--- Given records ---

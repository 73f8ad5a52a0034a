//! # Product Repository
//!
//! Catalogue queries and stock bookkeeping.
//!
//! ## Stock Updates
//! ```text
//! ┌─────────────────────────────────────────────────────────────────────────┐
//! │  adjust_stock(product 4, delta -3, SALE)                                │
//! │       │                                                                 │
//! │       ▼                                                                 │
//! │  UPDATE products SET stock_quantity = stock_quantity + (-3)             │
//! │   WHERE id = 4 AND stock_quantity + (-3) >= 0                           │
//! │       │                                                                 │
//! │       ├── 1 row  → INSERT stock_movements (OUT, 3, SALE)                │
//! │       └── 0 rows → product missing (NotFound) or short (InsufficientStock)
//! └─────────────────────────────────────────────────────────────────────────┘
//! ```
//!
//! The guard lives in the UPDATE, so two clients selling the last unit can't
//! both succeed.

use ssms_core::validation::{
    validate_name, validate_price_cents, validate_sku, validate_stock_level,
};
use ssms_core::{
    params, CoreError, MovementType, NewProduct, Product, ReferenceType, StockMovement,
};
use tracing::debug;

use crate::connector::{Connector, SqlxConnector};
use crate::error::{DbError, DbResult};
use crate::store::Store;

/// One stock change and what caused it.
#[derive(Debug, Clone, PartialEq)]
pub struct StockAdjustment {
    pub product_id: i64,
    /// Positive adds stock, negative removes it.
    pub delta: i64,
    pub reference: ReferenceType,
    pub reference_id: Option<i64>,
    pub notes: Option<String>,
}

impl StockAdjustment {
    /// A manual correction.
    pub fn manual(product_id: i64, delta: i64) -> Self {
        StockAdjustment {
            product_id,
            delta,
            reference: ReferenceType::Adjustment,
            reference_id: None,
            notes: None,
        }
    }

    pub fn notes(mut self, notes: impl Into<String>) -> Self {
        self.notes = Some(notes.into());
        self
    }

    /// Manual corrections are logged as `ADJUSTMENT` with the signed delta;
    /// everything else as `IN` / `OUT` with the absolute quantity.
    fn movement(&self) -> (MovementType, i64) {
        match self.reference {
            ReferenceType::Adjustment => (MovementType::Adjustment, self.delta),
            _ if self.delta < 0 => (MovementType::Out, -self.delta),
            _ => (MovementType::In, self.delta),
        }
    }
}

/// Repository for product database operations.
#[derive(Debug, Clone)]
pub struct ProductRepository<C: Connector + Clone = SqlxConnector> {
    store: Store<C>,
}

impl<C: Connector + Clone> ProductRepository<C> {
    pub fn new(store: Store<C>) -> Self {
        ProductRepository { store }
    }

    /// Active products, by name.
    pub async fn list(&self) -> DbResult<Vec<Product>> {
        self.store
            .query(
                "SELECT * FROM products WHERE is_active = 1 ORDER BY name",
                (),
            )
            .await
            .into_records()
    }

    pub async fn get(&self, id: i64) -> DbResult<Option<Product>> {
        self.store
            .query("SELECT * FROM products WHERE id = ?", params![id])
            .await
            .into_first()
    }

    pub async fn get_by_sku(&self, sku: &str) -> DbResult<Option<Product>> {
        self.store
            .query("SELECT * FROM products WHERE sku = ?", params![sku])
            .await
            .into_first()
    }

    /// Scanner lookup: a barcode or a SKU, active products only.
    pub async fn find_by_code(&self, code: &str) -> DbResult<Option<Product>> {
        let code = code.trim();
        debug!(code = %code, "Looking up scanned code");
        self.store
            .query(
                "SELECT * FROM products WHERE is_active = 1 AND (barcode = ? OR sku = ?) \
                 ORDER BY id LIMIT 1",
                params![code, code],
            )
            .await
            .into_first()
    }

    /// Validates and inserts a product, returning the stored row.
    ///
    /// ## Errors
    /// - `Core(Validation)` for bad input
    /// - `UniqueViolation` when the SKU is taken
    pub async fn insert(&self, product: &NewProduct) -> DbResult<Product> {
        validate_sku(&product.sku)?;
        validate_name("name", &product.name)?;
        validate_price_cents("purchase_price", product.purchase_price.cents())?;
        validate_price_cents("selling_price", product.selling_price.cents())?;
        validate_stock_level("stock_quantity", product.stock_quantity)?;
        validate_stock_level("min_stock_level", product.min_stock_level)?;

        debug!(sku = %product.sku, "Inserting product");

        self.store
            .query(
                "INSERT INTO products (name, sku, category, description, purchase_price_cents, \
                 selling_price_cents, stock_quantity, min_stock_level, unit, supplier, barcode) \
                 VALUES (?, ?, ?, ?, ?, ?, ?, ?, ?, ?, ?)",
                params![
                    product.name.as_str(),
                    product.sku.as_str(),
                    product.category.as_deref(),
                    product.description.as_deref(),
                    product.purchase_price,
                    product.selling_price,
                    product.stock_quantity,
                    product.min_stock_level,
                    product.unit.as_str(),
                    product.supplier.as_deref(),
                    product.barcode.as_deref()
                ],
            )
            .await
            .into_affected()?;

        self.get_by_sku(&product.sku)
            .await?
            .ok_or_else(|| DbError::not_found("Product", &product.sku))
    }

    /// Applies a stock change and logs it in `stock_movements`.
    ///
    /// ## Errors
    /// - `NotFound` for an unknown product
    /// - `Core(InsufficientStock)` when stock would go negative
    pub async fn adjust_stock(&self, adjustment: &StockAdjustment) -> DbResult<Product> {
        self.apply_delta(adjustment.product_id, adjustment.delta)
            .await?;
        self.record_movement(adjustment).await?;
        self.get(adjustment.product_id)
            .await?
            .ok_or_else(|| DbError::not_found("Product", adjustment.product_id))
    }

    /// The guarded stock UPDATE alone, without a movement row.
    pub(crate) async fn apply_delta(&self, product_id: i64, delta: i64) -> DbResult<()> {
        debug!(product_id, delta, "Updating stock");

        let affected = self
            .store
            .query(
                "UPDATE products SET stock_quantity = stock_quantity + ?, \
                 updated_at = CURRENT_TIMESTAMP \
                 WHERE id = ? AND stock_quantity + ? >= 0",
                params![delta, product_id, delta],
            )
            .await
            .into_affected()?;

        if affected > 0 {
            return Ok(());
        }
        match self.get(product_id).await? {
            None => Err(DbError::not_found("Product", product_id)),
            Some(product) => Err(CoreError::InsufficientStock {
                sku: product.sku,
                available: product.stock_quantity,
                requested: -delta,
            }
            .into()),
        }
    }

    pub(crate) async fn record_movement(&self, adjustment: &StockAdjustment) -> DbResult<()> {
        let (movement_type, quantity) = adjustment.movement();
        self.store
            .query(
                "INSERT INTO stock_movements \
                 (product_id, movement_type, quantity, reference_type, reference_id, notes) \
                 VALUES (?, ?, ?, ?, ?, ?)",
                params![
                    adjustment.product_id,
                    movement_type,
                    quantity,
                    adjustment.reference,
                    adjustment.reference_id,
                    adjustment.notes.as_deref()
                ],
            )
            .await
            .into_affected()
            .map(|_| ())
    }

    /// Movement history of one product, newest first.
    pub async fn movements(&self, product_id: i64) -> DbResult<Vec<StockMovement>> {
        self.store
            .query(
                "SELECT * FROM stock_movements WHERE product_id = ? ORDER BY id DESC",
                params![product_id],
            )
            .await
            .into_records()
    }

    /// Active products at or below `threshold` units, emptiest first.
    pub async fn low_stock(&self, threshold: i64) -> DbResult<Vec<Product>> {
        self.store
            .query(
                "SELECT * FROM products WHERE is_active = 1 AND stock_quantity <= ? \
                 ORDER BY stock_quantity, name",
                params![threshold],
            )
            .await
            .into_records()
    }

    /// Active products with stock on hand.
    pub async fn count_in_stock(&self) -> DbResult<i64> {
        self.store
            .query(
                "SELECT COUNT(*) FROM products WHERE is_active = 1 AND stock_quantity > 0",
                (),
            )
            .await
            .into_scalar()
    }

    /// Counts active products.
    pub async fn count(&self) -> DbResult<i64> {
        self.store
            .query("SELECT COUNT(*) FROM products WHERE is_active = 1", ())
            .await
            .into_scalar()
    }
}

---

What needs to be done
Note each line of the entries that has "params" in it, and copy those lines.

Output of the exercise
    params, CoreError, MovementType, NewProduct, Product, ReferenceType, StockMovement,
            .query("SELECT * FROM products WHERE id = ?", params![id])
            .query("SELECT * FROM products WHERE sku = ?", params![sku])
                params![code, code],
                params![
                params![delta, product_id, delta],
                params![
                params![product_id],
                params![threshold],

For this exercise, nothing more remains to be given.